Under the 2003 Stock Plan, all stock options may not be granted at less than 100% of the estimated fair market value of the
Company's common stock at the date of grant. Incentive stock options may not be granted at less than 100% of the estimated fair
market value of the Company's common stock at the date of grant, as determined by the Board, and the option term may not exceed
7 years. Incentive stock options granted to a 10% stockholder may not be granted at less than 110% of the estimated fair market
value of the common stock at the date of grant and the option term may not exceed five years.
Awards of restricted stock and restricted stock units with a per share or per unit purchase price less than the fair market value on
the grant date that were granted from July 26, 2006 through August 4, 2011 are counted against the total number of shares issuable
under the Plan as 2.5 shares for every 1 share subject thereto. No participant shall receive restricted stock awards in any fiscal
year having an aggregate initial value greater than $2.0 million, and no participant shall receive restricted stock units in any fiscal
year having an aggregate initial value greater than $2.0 million.

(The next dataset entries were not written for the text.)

// SPDX-License-Identifier: GPL-3.0-only

//! Quick debayer: decimating BGGR-to-RGB24 preview filter (component 4.F).

/// Clamps a requested preview skip factor into the supported range,
/// preserving the `+1` step this filter has always applied after halving
/// and before clamping (see the open question in the design notes: kept
/// as-is rather than silently "fixed").
pub fn clamp_skip(requested_width: u32, preview_width: u32) -> u32 {
    if preview_width == 0 {
        return 1;
    }
    let raw = (requested_width / 2) / preview_width;
    (raw + 1).clamp(1, 3)
}

/// Orientation applied after decimation, in degrees clockwise.
#[derive(Debug, Clone, Copy, PartialEq, Eq)]
pub enum Rotation {
    None,
    Clockwise90,
    Clockwise180,
    Clockwise270,
}

impl Rotation {
    pub fn from_degrees(deg: u32) -> Self {
        match deg % 360 {
            90 => Rotation::Clockwise90,
            180 => Rotation::Clockwise180,
            270 => Rotation::Clockwise270,
            _ => Rotation::None,
        }
    }
}

/// A packed RGB24 image produced by [`debayer`].
pub struct RgbImage {
    pub width: u32,
    pub height: u32,
    pub data: Vec<u8>,
}

fn clamp_to_u8(value: i32) -> u8 {
    value.clamp(0, 255) as u8
}

/// Decimates a BGGR 8-bit plane of `width`x`height` into packed RGB24,
/// reading one 2x2 Bayer cell every `2*skip` pixels in each axis and
/// subtracting `black_level` from every sample before clamping to
/// `[0,255]`. `skip` should already be the output of [`clamp_skip`].
///
/// Output dimensions are `floor(width / (2*skip)) x floor(height / (2*skip))`.
pub fn debayer_bggr8(
    plane: &[u8],
    width: u32,
    height: u32,
    row_stride: u32,
    skip: u32,
    black_level: i32,
) -> RgbImage {
    let skip = skip.max(1);
    let step = 2 * skip;
    let out_w = width / step;
    let out_h = height / step;
    let mut data = vec![0u8; (out_w * out_h * 3) as usize];

    let sample = |row: u32, col: u32| -> i32 {
        plane[(row * row_stride + col) as usize] as i32
    };

    let mut out_row = 0u32;
    let mut row = 0u32;
    while out_row < out_h {
        let mut out_col = 0u32;
        let mut col = 0u32;
        while out_col < out_w {
            let b = sample(row, col);
            let g0 = sample(row, col + 1);
            let g1 = sample(row + 1, col);
            let r = sample(row + 1, col + 1);

            let out_idx = ((out_row * out_w + out_col) * 3) as usize;
            data[out_idx] = clamp_to_u8(r - black_level);
            data[out_idx + 1] = clamp_to_u8(((g0 + g1) / 2) - black_level);
            data[out_idx + 2] = clamp_to_u8(b - black_level);

            out_col += 1;
            col += step;
        }
        out_row += 1;
        row += step;
    }

    RgbImage {
        width: out_w,
        height: out_h,
        data,
    }
}

/// Rotates a packed RGB24 image by `rotation`, applied after decimation.
pub fn rotate(image: &RgbImage, rotation: Rotation) -> RgbImage {
    match rotation {
        Rotation::None => RgbImage {
            width: image.width,
            height: image.height,
            data: image.data.clone(),
        },
        Rotation::Clockwise180 => {
            let mut data = image.data.clone();
            data.chunks_mut(3).rev().for_each(|_| {});
            let mut out = vec![0u8; image.data.len()];
            let n = (image.width * image.height) as usize;
            for i in 0..n {
                let src = i * 3;
                let dst = (n - 1 - i) * 3;
                out[dst..dst + 3].copy_from_slice(&image.data[src..src + 3]);
            }
            RgbImage {
                width: image.width,
                height: image.height,
                data: out,
            }
        }
        Rotation::Clockwise90 | Rotation::Clockwise270 => {
            let (w, h) = (image.width, image.height);
            let mut out = vec![0u8; image.data.len()];
            for y in 0..h {
                for x in 0..w {
                    let src = ((y * w + x) * 3) as usize;
                    let (dx, dy) = if rotation == Rotation::Clockwise90 {
                        (h - 1 - y, x)
                    } else {
                        (y, w - 1 - x)
                    };
                    let dst = ((dy * h + dx) * 3) as usize;
                    out[dst..dst + 3].copy_from_slice(&image.data[src..src + 3]);
                }
            }
            RgbImage {
                width: h,
                height: w,
                data: out,
            }
        }
    }
}

#[cfg(test)]
mod tests {
    use super::*;

    // S4: 4x4 BGGR plane, repeating B=10,G=20 / G=30,R=40, S=1, black_level=5
    // -> 2x2 RGB where each pixel is (R=35, G=20, B=5).
    #[test]
    fn s4_debayer_matches_reference() {
        let row = [10u8, 20, 10, 20];
        let row2 = [30u8, 40, 30, 40];
        let plane: Vec<u8> = row
            .iter()
            .chain(row2.iter())
            .chain(row.iter())
            .chain(row2.iter())
            .copied()
            .collect();
        let img = debayer_bggr8(&plane, 4, 4, 4, 1, 5);
        assert_eq!(img.width, 2);
        assert_eq!(img.height, 2);
        for chunk in img.data.chunks(3) {
            assert_eq!(chunk, &[35, 20, 5]);
        }
    }

    #[test]
    fn dimensions_match_property_5() {
        let plane = vec![0u8; (64 * 48) as usize];
        let img = debayer_bggr8(&plane, 64, 48, 64, 2, 0);
        assert_eq!(img.width, 64 / 4);
        assert_eq!(img.height, 48 / 4);
    }

    #[test]
    fn black_level_monotonicity() {
        let plane = vec![100u8; 16];
        let low = debayer_bggr8(&plane, 4, 4, 4, 1, 0);
        let high = debayer_bggr8(&plane, 4, 4, 4, 1, 50);
        for (lo, hi) in low.data.iter().zip(high.data.iter()) {
            assert!(hi <= lo);
        }
    }

    #[test]
    fn clamp_skip_applies_plus_one_quirk() {
        assert_eq!(clamp_skip(640, 320), 2);
        assert_eq!(clamp_skip(4000, 320), 3);
        assert_eq!(clamp_skip(0, 320), 1);
    }
}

At March 31, 2012, options to purchase 2,828,087 shares of common stock and unvested restricted stock of 815,440 were
outstanding, and there were 2,608,941 shares available for future grant under the 2003 Stock Plan which takes into account the
2.5 ratio for grants of restricted stock during the specific time period as noted above.
1993 Stock Option Plan
In September 1993, the Board approved the Plantronics Inc. Parent Corporation 1993 Stock Option Plan (the "1993 Stock Option
Plan"). Under the 1993 Stock Option Plan, there were 22,927,726 shares of common stock (which number is subject to adjustment
in the event of stock splits, reverse stock splits, recapitalization, or certain corporate reorganizations) cumulatively reserved since
inception for issuance to employees and consultants of Plantronics. The 1993 Stock Option Plan, which provided for incentive
stock options as well as nonqualified stock options to purchase shares of common stock, had a term of 10 years; therefore, the
ability to grant new options under this 1993 Stock Option Plan expired in September 2003. At March 31, 2012, options to purchase
475,788 shares of common stock were outstanding under the 1993 Stock Option Plan.
2002 Employee Stock Purchase Plan ("ESPP")
On June 10, 2002, the Board approved the 2002 ESPP, which was approved by the stockholders on July 17, 2002, to provide
certain employees with an opportunity to purchase Plantronics' common stock through payroll deductions. The plan qualifies
under Section 423 of the Internal Revenue Code. Under the 2002 ESPP, which is effective through June 2012, the purchase price
of Plantronics' common stock is equal to 85% of the lesser of the fair market value closing price of Plantronics' common stock on
(i) the first day of the offering period, or (ii) the last day of the offering period. Each offering period is generally six months
long. There were 182,209, 170,376 and 281,598, shares issued under the 2002 ESPP in fiscal years 2012, 2011 and 2010,
respectively. At March 31, 2012, there were 317,810 shares reserved for future issuance under the 2002 ESPP.